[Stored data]
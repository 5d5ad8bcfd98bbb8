//! Test fixtures: a temporary database and the shipped booking flow

use std::path::PathBuf;
use std::sync::Arc;

use tallerbot::flow::Flow;
use tallerbot::storage::{create_pool, DbPool, SqliteJobLedger, SqliteSessionStore};
use tallerbot::{i18n, Conversation};
use tempfile::TempDir;
use unic_langid::LanguageIdentifier;

/// Path of a file relative to the crate root.
pub fn repo_path(relative: &str) -> PathBuf {
    PathBuf::from(env!("CARGO_MANIFEST_DIR")).join(relative)
}

/// The booking flow shipped in `flows/agendar.yaml`.
pub fn agendar_flow() -> Flow {
    Flow::load(repo_path("flows/agendar.yaml")).expect("flows/agendar.yaml should load")
}

pub fn es() -> LanguageIdentifier {
    i18n::lang_from_code("es")
}

/// A migrated SQLite database in a temporary directory.
pub struct TestEnvironment {
    _dir: TempDir,
    pub pool: Arc<DbPool>,
}

impl TestEnvironment {
    pub fn new() -> Self {
        let dir = tempfile::tempdir().expect("temp dir");
        let path = dir.path().join("tallerbot.sqlite");
        let pool = create_pool(path.to_str().expect("utf-8 path")).expect("pool");
        Self {
            _dir: dir,
            pool: Arc::new(pool),
        }
    }

    /// A conversation backed by this database; build twice to simulate a restart.
    pub fn conversation(&self, flow: Flow) -> Conversation {
        Conversation::new(
            Arc::new(flow),
            Arc::new(SqliteSessionStore::new(Arc::clone(&self.pool))),
            Arc::new(SqliteJobLedger::new(Arc::clone(&self.pool))),
        )
    }
}
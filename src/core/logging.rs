//! Logger initialization (console + file)

use anyhow::Result;
use simplelog::*;
use std::fs::OpenOptions;
use std::str::FromStr;

/// Parses a LOG_LEVEL value; unknown values fall back to `Info`.
pub fn parse_level(raw: &str) -> LevelFilter {
    LevelFilter::from_str(raw.trim()).unwrap_or(LevelFilter::Info)
}

/// Initialize logger for both console and file output
///
/// The log file is appended to, so restarts keep earlier history.
///
/// # Errors
/// Fails if the file cannot be opened or a logger is already installed.
pub fn init_logger(log_file_path: &str, level: LevelFilter) -> Result<()> {
    let log_file = OpenOptions::new()
        .create(true)
        .append(true)
        .open(log_file_path)
        .map_err(|e| anyhow::anyhow!("Failed to open log file {}: {}", log_file_path, e))?;

    let config = ConfigBuilder::new()
        .add_filter_ignore_str("hyper")
        .add_filter_ignore_str("reqwest")
        .build();

    CombinedLogger::init(vec![
        TermLogger::new(level, config.clone(), TerminalMode::Mixed, ColorChoice::Auto),
        WriteLogger::new(level, config, log_file),
    ])
    .map_err(|e| anyhow::anyhow!("Failed to initialize logger: {}", e))?;

    Ok(())
}

#[cfg(test)]
mod tests {
    use super::*;
    use pretty_assertions::assert_eq;
    use tempfile::NamedTempFile;

    #[test]
    fn test_parse_level() {
        assert_eq!(parse_level("debug"), LevelFilter::Debug);
        assert_eq!(parse_level(" WARN "), LevelFilter::Warn);
        assert_eq!(parse_level("loud"), LevelFilter::Info);
    }

    #[test]
    fn test_init_logger_creates_log_file() {
        let temp_file = NamedTempFile::new().unwrap();
        let path = temp_file.path().to_str().unwrap();

        // A second init in the same test binary fails; either way the file exists.
        let _ = init_logger(path, LevelFilter::Info);

        assert!(temp_file.path().exists());
    }
}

▶ **Task item**
Your reply is to repeat, unchanged, the lines above running from the one with "simulate a restart." up to and including the one with "Parses a LOG_LEVEL".

▶ **Result below**
    /// A conversation backed by this database; build twice to simulate a restart.
    pub fn conversation(&self, flow: Flow) -> Conversation {
        Conversation::new(
            Arc::new(flow),
            Arc::new(SqliteSessionStore::new(Arc::clone(&self.pool))),
            Arc::new(SqliteJobLedger::new(Arc::clone(&self.pool))),
        )
    }
}
filename src/core/logging.rs
//! Logger initialization (console + file)

use anyhow::Result;
use simplelog::*;
use std::fs::OpenOptions;
use std::str::FromStr;

/// Parses a LOG_LEVEL value; unknown values fall back to `Info`.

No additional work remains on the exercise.